**TASK:** Please set down the records exactly, keeping every line.

Dataset entries:
//! Layered configuration: defaults, optional TOML file, then environment
//! variables prefixed `VOX_`. Mirrors the teacher's use of the `config`
//! crate for a single merged settings object.

use serde::{Deserialize, Serialize};
use std::path::PathBuf;

use crate::error::ConfigError;

/// Package-home override, analogous to the original server's `ACHATBOT_PKG`
/// environment switch (models, prompts, and other on-disk assets resolve
/// relative to this directory when set).
pub const PKG_HOME_ENV: &str = "VOX_PKG_HOME";

#[derive(Debug, Clone, Serialize, Deserialize)]
pub struct AudioConfig {
    pub sample_rate: u32,
    pub channels: u16,
    pub sample_width: u16,
}

impl Default for AudioConfig {
    fn default() -> Self {
        Self {
            sample_rate: 16_000,
            channels: 1,
            sample_width: 2,
        }
    }
}

#[derive(Debug, Clone, Serialize, Deserialize)]
pub struct VadConfig {
    pub start_secs: f64,
    pub stop_secs: f64,
    pub interruptions_enabled: bool,
}

impl Default for VadConfig {
    fn default() -> Self {
        Self {
            start_secs: 0.032,
            stop_secs: 0.32,
            interruptions_enabled: true,
        }
    }
}

#[derive(Debug, Clone, Serialize, Deserialize)]
pub struct PoolConfig {
    pub size: usize,
    pub get_timeout_ms: u64,
}

impl Default for PoolConfig {
    fn default() -> Self {
        Self {
            size: 2,
            get_timeout_ms: 100,
        }
    }
}

#[derive(Debug, Clone, Serialize, Deserialize)]
pub struct ChatConfig {
    /// `None` = unbounded, negative = disabled, matching the original
    /// `ChatHistory.size *int` semantics.
    pub history_size: Option<i64>,
    pub max_tool_rounds: u32,
}

impl Default for ChatConfig {
    fn default() -> Self {
        Self {
            history_size: None,
            max_tool_rounds: 3,
        }
    }
}

#[derive(Debug, Clone, Serialize, Deserialize)]
pub struct RateLimitConfig {
    pub enabled: bool,
    pub requests_per_second: u32,
    pub burst_size: u32,
    pub max_connections: u32,
    pub cleanup_interval_s: u64,
}

impl Default for RateLimitConfig {
    fn default() -> Self {
        Self {
            enabled: true,
            requests_per_second: 16,
            burst_size: 32,
            max_connections: 1024,
            cleanup_interval_s: 3,
        }
    }
}

#[derive(Debug, Clone, Serialize, Deserialize, Default)]
pub struct ServerConfig {
    pub audio: AudioConfig,
    pub vad: VadConfig,
    pub pool: PoolConfig,
    pub chat: ChatConfig,
    pub rate_limit: RateLimitConfig,
    pub pkg_home: Option<PathBuf>,
}

impl ServerConfig {
    /// Load defaults, merge an optional TOML file, then environment
    /// variables prefixed `VOX_` (double-underscore separated, e.g.
    /// `VOX_AUDIO__SAMPLE_RATE=48000`).
    pub fn load(path: Option<&std::path::Path>) -> Result<Self, ConfigError> {
        let mut builder = config::Config::builder()
            .add_source(config::Config::try_from(&ServerConfig::default())?);

        if let Some(path) = path {
            builder = builder.add_source(config::File::from(path).required(false));
        }

        builder = builder.add_source(
            config::Environment::with_prefix("VOX")
                .separator("__")
                .try_parsing(true),
        );

        let merged = builder.build()?;
        let mut cfg: ServerConfig = merged.try_deserialize()?;

        if cfg.pkg_home.is_none() {
            cfg.pkg_home = std::env::var(PKG_HOME_ENV).ok().map(PathBuf::from);
        }

        cfg.validate()?;
        Ok(cfg)
    }

    fn validate(&self) -> Result<(), ConfigError> {
        if self.pool.size == 0 {
            return Err(ConfigError::Validation {
                field: "pool.size".into(),
                reason: "must be > 0".into(),
            });
        }
        if self.audio.sample_rate == 0 {
            return Err(ConfigError::Validation {
                field: "audio.sample_rate".into(),
                reason: "must be > 0".into(),
            });
        }
        Ok(())
    }
}

#[cfg(test)]
mod tests {
    use super::*;

    #[test]
    fn defaults_validate() {
        let cfg = ServerConfig::default();
        assert!(cfg.validate().is_ok());
    }

    #[test]
    fn load_with_no_file_uses_defaults() {
        let cfg = ServerConfig::load(None).expect("load");
        assert_eq!(cfg.pool.size, PoolConfig::default().size);
    }
}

**YOUR RESPONSE:**
//! Layered configuration: defaults, optional TOML file, then environment
//! variables prefixed `VOX_`. Mirrors the teacher's use of the `config`
//! crate for a single merged settings object.

use serde::{Deserialize, Serialize};
use std::path::PathBuf;

use crate::error::ConfigError;

/// Package-home override, analogous to the original server's `ACHATBOT_PKG`
/// environment switch (models, prompts, and other on-disk assets resolve
/// relative to this directory when set).
pub const PKG_HOME_ENV: &str = "VOX_PKG_HOME";

#[derive(Debug, Clone, Serialize, Deserialize)]
pub struct AudioConfig {
    pub sample_rate: u32,
    pub channels: u16,
    pub sample_width: u16,
}

impl Default for AudioConfig {
    fn default() -> Self {
        Self {
            sample_rate: 16_000,
            channels: 1,
            sample_width: 2,
        }
    }
}

#[derive(Debug, Clone, Serialize, Deserialize)]
pub struct VadConfig {
    pub start_secs: f64,
    pub stop_secs: f64,
    pub interruptions_enabled: bool,
}

impl Default for VadConfig {
    fn default() -> Self {
        Self {
            start_secs: 0.032,
            stop_secs: 0.32,
            interruptions_enabled: true,
        }
    }
}

#[derive(Debug, Clone, Serialize, Deserialize)]
pub struct PoolConfig {
    pub size: usize,
    pub get_timeout_ms: u64,
}

impl Default for PoolConfig {
    fn default() -> Self {
        Self {
            size: 2,
            get_timeout_ms: 100,
        }
    }
}

#[derive(Debug, Clone, Serialize, Deserialize)]
pub struct ChatConfig {
    /// `None` = unbounded, negative = disabled, matching the original
    /// `ChatHistory.size *int` semantics.
    pub history_size: Option<i64>,
    pub max_tool_rounds: u32,
}

impl Default for ChatConfig {
    fn default() -> Self {
        Self {
            history_size: None,
            max_tool_rounds: 3,
        }
    }
}

#[derive(Debug, Clone, Serialize, Deserialize)]
pub struct RateLimitConfig {
    pub enabled: bool,
    pub requests_per_second: u32,
    pub burst_size: u32,
    pub max_connections: u32,
    pub cleanup_interval_s: u64,
}

impl Default for RateLimitConfig {
    fn default() -> Self {
        Self {
            enabled: true,
            requests_per_second: 16,
            burst_size: 32,
            max_connections: 1024,
            cleanup_interval_s: 3,
        }
    }
}

#[derive(Debug, Clone, Serialize, Deserialize, Default)]
pub struct ServerConfig {
    pub audio: AudioConfig,
    pub vad: VadConfig,
    pub pool: PoolConfig,
    pub chat: ChatConfig,
    pub rate_limit: RateLimitConfig,
    pub pkg_home: Option<PathBuf>,
}

impl ServerConfig {
    /// Load defaults, merge an optional TOML file, then environment
    /// variables prefixed `VOX_` (double-underscore separated, e.g.
    /// `VOX_AUDIO__SAMPLE_RATE=48000`).
    pub fn load(path: Option<&std::path::Path>) -> Result<Self, ConfigError> {
        let mut builder = config::Config::builder()
            .add_source(config::Config::try_from(&ServerConfig::default())?);

        if let Some(path) = path {
            builder = builder.add_source(config::File::from(path).required(false));
        }

        builder = builder.add_source(
            config::Environment::with_prefix("VOX")
                .separator("__")
                .try_parsing(true),
        );

        let merged = builder.build()?;
        let mut cfg: ServerConfig = merged.try_deserialize()?;

        if cfg.pkg_home.is_none() {
            cfg.pkg_home = std::env::var(PKG_HOME_ENV).ok().map(PathBuf::from);
        }

        cfg.validate()?;
        Ok(cfg)
    }

    fn validate(&self) -> Result<(), ConfigError> {
        if self.pool.size == 0 {
            return Err(ConfigError::Validation {
                field: "pool.size".into(),
                reason: "must be > 0".into(),
            });
        }
        if self.audio.sample_rate == 0 {
            return Err(ConfigError::Validation {
                field: "audio.sample_rate".into(),
                reason: "must be > 0".into(),
            });
        }
        Ok(())
    }
}

#[cfg(test)]
mod tests {
    use super::*;

    #[test]
    fn defaults_validate() {
        let cfg = ServerConfig::default();
        assert!(cfg.validate().is_ok());
    }

    #[test]
    fn load_with_no_file_uses_defaults() {
        let cfg = ServerConfig::load(None).expect("load");
        assert_eq!(cfg.pool.size, PoolConfig::default().size);
    }
}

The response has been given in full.